## Saturday, 27 October 2018

PV Function or Present Value Function is a Finance Function in the Google sheet. It used to calculate the present value of an investment or loan based on a fixed periodic payment and a  constant interest rate.

In finance, The Present Value is also known as Discounted Value also. Calculation of PV helps us to evaluate the reasonableness of any future financial benefits or its obligation.

It also uses in the financial statement analysis where the present value may calculate the present value a series of future payments based on periodic fixed payments and interest rate.

Syntax

PV(rate, number_of_periods, payment_amount, [future_value], [end_or_beginning])

#### Compulsory Arguments

Rate: It means the Interest Rate for the period.
Number of Periods: Total number of the payment period
Payment Amount: The amount to be paid in each period

#### Optional Arguments

Future Value: It represents the future value after paying the final payment.
End or Beginning: It may be 0 or 1. When the payments are due at the end, we need to use 0. If the payment is due at the beginning, we need to use 1. By default, it will be 0.

#### Points to Remember

The Rate, Number of Periods and the Payment must be in a consistent unit.

In case a loan is for 24 months and all the loan payment may be monthly. In this case, All the above said parameters like rate, number of period and payment must be used as the monthly figure in the function.

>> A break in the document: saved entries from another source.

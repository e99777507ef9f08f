use std::{path::PathBuf, sync::Arc};

use common::{
    config::{DATASET_DIR, INPUT_LOCATION, MAX_REDUCE_TASKS, REDUCE_TASKS, TRANSFORM_NAME},
    record::KV_ENVELOPE,
    ConfigError, ExecutionRoles, JobConfig, JobDescription, Stage, TransformDescriptor,
};

use crate::engine::ExecutionEngine;
use crate::error::SubmitError;
use crate::sink::{EventSink, TracingSink};

/// Prefijo del mensaje que identifica cada job enviado.
pub const JOB_LOG_PREFIX: &str = "sidefx job: ";

/// Resultado de `JobSubmitter::run`.
#[derive(Debug)]
pub enum Outcome {
    /// El job terminó bien; los shards están en la ruta.
    Completed(PathBuf),
    /// No hubo job (la transformación no tiene MAP); se lee una salida previa.
    Skipped(PathBuf),
    /// El engine reportó un fallo. No se asume ninguna salida legible.
    Failed(anyhow::Error),
}

impl Outcome {
    /// Ruta de salida legible, si la hay.
    pub fn output_path(&self) -> Option<&PathBuf> {
        match self {
            Outcome::Completed(path) | Outcome::Skipped(path) => Some(path),
            Outcome::Failed(_) => None,
        }
    }
}

/// Qué hay que hacer con un descriptor.
#[derive(Debug, Clone, PartialEq)]
pub enum Plan {
    Skip { output_path: PathBuf },
    Submit(JobDescription),
}

/// Arma el plan de un descriptor sin ejecutar nada.
///
/// - mezcla el estado del descriptor sobre una copia de `base`
/// - sin MAP: `Skip` con la ruta `<root>/<clave saneada>`, con el root de `base`
/// - con MAP: job con map siempre, combine/reduce según las etapas y
///   0 reducers cuando no hay REDUCE
pub fn describe_job(
    descriptor: &TransformDescriptor,
    base: &JobConfig,
) -> Result<Plan, SubmitError> {
    let config = base.merged_with_state(descriptor.state())?;

    // la salida previa se busca donde la dejó el caller, no donde diga el estado
    if !descriptor.does_stage(Stage::Map) {
        let output_path = base.output_root().join(descriptor.output_dir_name());
        return Ok(Plan::Skip { output_path });
    }

    let root = config.output_root();
    let output_path = root.join(descriptor.output_dir_name());

    let roles = ExecutionRoles::from_stages(descriptor.stages());

    // sin REDUCE no hay shuffle: el job tiene que pedir explícitamente 0 reducers
    let reduce_tasks = if roles.reduce {
        let tasks = config.get_u32(REDUCE_TASKS)?.unwrap_or(1).max(1);
        if tasks > MAX_REDUCE_TASKS {
            return Err(ConfigError::InvalidValue {
                key: REDUCE_TASKS.to_string(),
                value: tasks.to_string(),
            }
            .into());
        }
        tasks
    } else {
        0
    };

    let input_path = match config.get(INPUT_LOCATION) {
        Some(dir) => PathBuf::from(dir),
        None => root.join(DATASET_DIR),
    };

    let transform = config
        .get(TRANSFORM_NAME)
        .unwrap_or(descriptor.key())
        .to_string();
    let output_format = config.output_format();

    Ok(Plan::Submit(JobDescription {
        name: descriptor.key().to_string(),
        transform,
        config,
        input_path,
        output_path,
        roles,
        reduce_tasks,
        output_format,
        envelope: KV_ENVELOPE.to_string(),
    }))
}

/// Envía transformaciones al engine y espera a que terminen.
pub struct JobSubmitter<E> {
    engine: E,
    sink: Arc<dyn EventSink>,
}

impl<E: ExecutionEngine> JobSubmitter<E> {
    pub fn new(engine: E) -> Self {
        Self::with_sink(engine, Arc::new(TracingSink))
    }

    pub fn with_sink(engine: E, sink: Arc<dyn EventSink>) -> Self {
        Self { engine, sink }
    }

    pub fn engine(&self) -> &E {
        &self.engine
    }

    pub fn sink(&self) -> &dyn EventSink {
        self.sink.as_ref()
    }

    /// Envía el job (si corresponde) y espera la única señal de fin del engine.
    ///
    /// No tiene timeout ni cancelación: quien necesite acotar la espera puede
    /// envolver el future con `tokio::time::timeout`.
    pub async fn run(
        &self,
        descriptor: &TransformDescriptor,
        base: &JobConfig,
    ) -> Result<Outcome, SubmitError> {
        let job = match describe_job(descriptor, base)? {
            Plan::Skip { output_path } => return Ok(Outcome::Skipped(output_path)),
            Plan::Submit(job) => job,
        };

        self.sink.info(&format!("{}{}", JOB_LOG_PREFIX, job.name));

        match self.engine.submit(&job).await {
            Ok(()) => Ok(Outcome::Completed(job.output_path)),
            Err(cause) => Ok(Outcome::Failed(cause)),
        }
    }

    /// Versión bloqueante de `run` para hosts sin runtime async.
    /// No se puede llamar desde dentro de un runtime de tokio.
    pub fn run_blocking(
        &self,
        descriptor: &TransformDescriptor,
        base: &JobConfig,
    ) -> Result<Outcome, SubmitError> {
        let rt = tokio::runtime::Builder::new_current_thread()
            .enable_all()
            .build()
            .map_err(SubmitError::Runtime)?;
        rt.block_on(self.run(descriptor, base))
    }
}

#[cfg(test)]
mod tests {
    use super::*;
    use crate::sink::MemorySink;
    use anyhow::anyhow;
    use async_trait::async_trait;
    use common::{
        config::{OUTPUT_FORMAT, OUTPUT_LOCATION},
        OutputFormat, StageSet,
    };
    use serde_json::{json, Value};
    use std::sync::Mutex;

    /// Engine falso: guarda los jobs recibidos y responde lo configurado.
    #[derive(Default)]
    struct FakeEngine {
        submitted: Mutex<Vec<JobDescription>>,
        fail_with: Option<String>,
    }

    impl FakeEngine {
        fn failing(msg: &str) -> Self {
            Self {
                fail_with: Some(msg.to_string()),
                ..Self::default()
            }
        }

        fn submitted(&self) -> Vec<JobDescription> {
            self.submitted.lock().unwrap().clone()
        }
    }

    #[async_trait]
    impl ExecutionEngine for FakeEngine {
        async fn submit(&self, job: &JobDescription) -> anyhow::Result<()> {
            self.submitted.lock().unwrap().push(job.clone());
            match &self.fail_with {
                Some(msg) => Err(anyhow!(msg.clone())),
                None => Ok(()),
            }
        }
    }

    fn base() -> JobConfig {
        JobConfig::new().with(OUTPUT_LOCATION, "/tmp/sidefx")
    }

    fn descriptor(key: &str, stages: StageSet) -> TransformDescriptor {
        TransformDescriptor::new(key, stages, Value::Null).unwrap()
    }

    #[test]
    fn sin_map_no_envia_job_y_devuelve_skipped() {
        let submitter = JobSubmitter::new(FakeEngine::default());

        let outcome = submitter
            .run_blocking(&descriptor("~prev", StageSet::empty()), &base())
            .unwrap();

        match outcome {
            Outcome::Skipped(path) => assert_eq!(path, PathBuf::from("/tmp/sidefx/%7Eprev")),
            other => panic!("se esperaba Skipped, llegó {other:?}"),
        }
        assert!(submitter.engine().submitted().is_empty());
    }

    #[test]
    fn map_sin_reduce_pide_cero_reducers() {
        let stages = StageSet::map_only().with(Stage::Combine);
        let base = base().with(REDUCE_TASKS, "8");

        let Plan::Submit(job) = describe_job(&descriptor("k", stages), &base).unwrap() else {
            panic!("se esperaba un job");
        };

        assert_eq!(job.reduce_tasks, 0);
        assert!(job.roles.map);
        assert!(job.roles.combine);
        assert!(!job.roles.reduce);
    }

    #[test]
    fn map_only_no_registra_combine_ni_reduce() {
        let Plan::Submit(job) = describe_job(&descriptor("k", StageSet::map_only()), &base()).unwrap()
        else {
            panic!("se esperaba un job");
        };

        assert!(job.roles.is_map_only());
        assert_eq!(job.reduce_tasks, 0);
    }

    #[test]
    fn reduce_usa_reducers_configurados_con_minimo_uno() {
        let d = descriptor("k", StageSet::all());

        let Plan::Submit(job) = describe_job(&d, &base()).unwrap() else {
            panic!("se esperaba un job");
        };
        assert_eq!(job.reduce_tasks, 1);

        let Plan::Submit(job) = describe_job(&d, &base().with(REDUCE_TASKS, "4")).unwrap() else {
            panic!("se esperaba un job");
        };
        assert_eq!(job.reduce_tasks, 4);

        let Plan::Submit(job) = describe_job(&d, &base().with(REDUCE_TASKS, "0")).unwrap() else {
            panic!("se esperaba un job");
        };
        assert_eq!(job.reduce_tasks, 1);
    }

    #[test]
    fn reducers_por_encima_del_tope_se_rechazan() {
        let d = descriptor("k", StageSet::all());

        let err = describe_job(&d, &base().with(REDUCE_TASKS, "4000000000")).unwrap_err();
        assert!(matches!(
            err,
            SubmitError::Config(ConfigError::InvalidValue { ref key, .. }) if key == REDUCE_TASKS
        ));

        let max = MAX_REDUCE_TASKS.to_string();
        let Plan::Submit(job) = describe_job(&d, &base().with(REDUCE_TASKS, max)).unwrap() else {
            panic!("se esperaba un job");
        };
        assert_eq!(job.reduce_tasks, MAX_REDUCE_TASKS);
    }

    #[test]
    fn sin_map_usa_el_root_de_la_base_aunque_el_estado_lo_cambie() {
        let d = TransformDescriptor::new(
            "k",
            StageSet::empty(),
            json!({ OUTPUT_LOCATION: "/otro/lugar" }),
        )
        .unwrap();

        let plan = describe_job(&d, &base()).unwrap();

        assert_eq!(
            plan,
            Plan::Skip {
                output_path: PathBuf::from("/tmp/sidefx/k")
            }
        );
    }

    #[test]
    fn combine_sin_map_toma_el_camino_de_lectura() {
        let d = descriptor("k", StageSet::empty().with(Stage::Combine));
        let submitter = JobSubmitter::new(FakeEngine::default());

        let outcome = submitter.run_blocking(&d, &base()).unwrap();

        assert!(matches!(outcome, Outcome::Skipped(ref p) if p == &PathBuf::from("/tmp/sidefx/k")));
        assert!(submitter.engine().submitted().is_empty());
    }

    #[test]
    fn reducers_no_numericos_es_error_de_configuracion() {
        let err = describe_job(
            &descriptor("k", StageSet::all()),
            &base().with(REDUCE_TASKS, "muchos"),
        )
        .unwrap_err();

        assert!(matches!(
            err,
            SubmitError::Config(ConfigError::InvalidValue { .. })
        ));
    }

    #[test]
    fn rutas_de_entrada_y_salida_derivan_del_root() {
        let Plan::Submit(job) = describe_job(&descriptor("a/b", StageSet::map_only()), &base()).unwrap()
        else {
            panic!("se esperaba un job");
        };

        assert_eq!(job.input_path, PathBuf::from("/tmp/sidefx/~g"));
        assert_eq!(job.output_path, PathBuf::from("/tmp/sidefx/a%2Fb"));
        assert_eq!(job.transform, "a/b");
        assert_eq!(job.envelope, KV_ENVELOPE);
        assert_eq!(job.output_format, OutputFormat::Sequence);
    }

    #[test]
    fn el_estado_se_mezcla_en_la_configuracion_del_job() {
        let d = TransformDescriptor::new(
            "k",
            StageSet::map_only(),
            json!({ INPUT_LOCATION: "/datos", OUTPUT_FORMAT: "text", "x": 1 }),
        )
        .unwrap();
        let base = base();

        let Plan::Submit(job) = describe_job(&d, &base).unwrap() else {
            panic!("se esperaba un job");
        };

        assert_eq!(job.input_path, PathBuf::from("/datos"));
        assert_eq!(job.output_format, OutputFormat::Text);
        assert_eq!(job.config.get("x"), Some("1"));
        // la base del caller no cambia
        assert!(!base.contains("x"));
    }

    #[test]
    fn estado_mal_formado_falla_antes_de_enviar() {
        let d = TransformDescriptor::new("k", StageSet::all(), json!("no-es-objeto")).unwrap();
        let submitter = JobSubmitter::new(FakeEngine::default());

        let err = submitter.run_blocking(&d, &base()).unwrap_err();

        assert!(matches!(
            err,
            SubmitError::Config(ConfigError::MalformedState(_))
        ));
        assert!(submitter.engine().submitted().is_empty());
    }

    #[tokio::test]
    async fn run_envia_una_vez_y_loguea_la_clave() {
        let sink = Arc::new(MemorySink::new());
        let submitter = JobSubmitter::with_sink(FakeEngine::default(), sink.clone());

        let outcome = submitter
            .run(&descriptor("count", StageSet::all()), &base())
            .await
            .unwrap();

        assert!(matches!(outcome, Outcome::Completed(ref p) if p == &PathBuf::from("/tmp/sidefx/count")));
        assert_eq!(submitter.engine().submitted().len(), 1);
        assert_eq!(sink.infos(), vec![format!("{JOB_LOG_PREFIX}count")]);
    }

    #[tokio::test]
    async fn fallo_del_engine_llega_como_failed() {
        let submitter = JobSubmitter::new(FakeEngine::failing("nodo caído"));

        let outcome = submitter
            .run(&descriptor("count", StageSet::map_only()), &base())
            .await
            .unwrap();

        assert!(outcome.output_path().is_none());
        match outcome {
            Outcome::Failed(cause) => assert!(cause.to_string().contains("nodo caído")),
            other => panic!("se esperaba Failed, llegó {other:?}"),
        }
    }
}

#### Apply the PV Finance function in Google sheet

Let us consider some examples to have a clear idea about the PV function.

Example 1

In the above table, we have some data for case 1 and case 2

Case 1: We have Interest rate 5%, Number of payments 36 months, Payment amount 1000. FV and the type of payment are 0.
There we have applied the formula as

=PV(C3/12,C4,C5,C6,C7)

Here we can see that the interest rate is annual and all other parameters are on a monthly basis.

So in our equation, we have converted the annual rate as a monthly rate. C3/12 is indicating it and the result is -\$ 33,241.07.

Case 2: Here also we are considering the same data but with an additional value for End or Beginning. The result is -\$33,504.73

There also we used the same formula, but we got a different answer because of the change in the payment type that whether the payment is due at the end or at the beginning.

Here it is at the beginning.

Example 2

In this table, we can see the data and payments on a weekly basis.

Case 1: It provided an interest rate of 5%, the number of payments is 156 weeks, payment per week is 250.

Here we are using the equation as

=PV(H3/52,H4,H5,H6,H7)

As the interest is given in annualized rate, we used H3/52 to convert the rate into the weeks. The result is -\$36,199.80

Case 2: Here we have the same data except for the End or Beginning value.

In Case 2, the payment is due at the beginning, then the value used is 1 and the result is \$36,234.61.

#### Points to Remember

We need to always remember to convert the annual interest rate into the appropriate rate as per the question like monthly, quarterly, weekly etc. This is a common mistake observed in the use of PV finance function in Google sheet.

We need to provide the numeric value for all the arguments in the formula, otherwise, it may result in a #VALUE! error.

Hope you understand the PV Finance function and its application in Google sheet.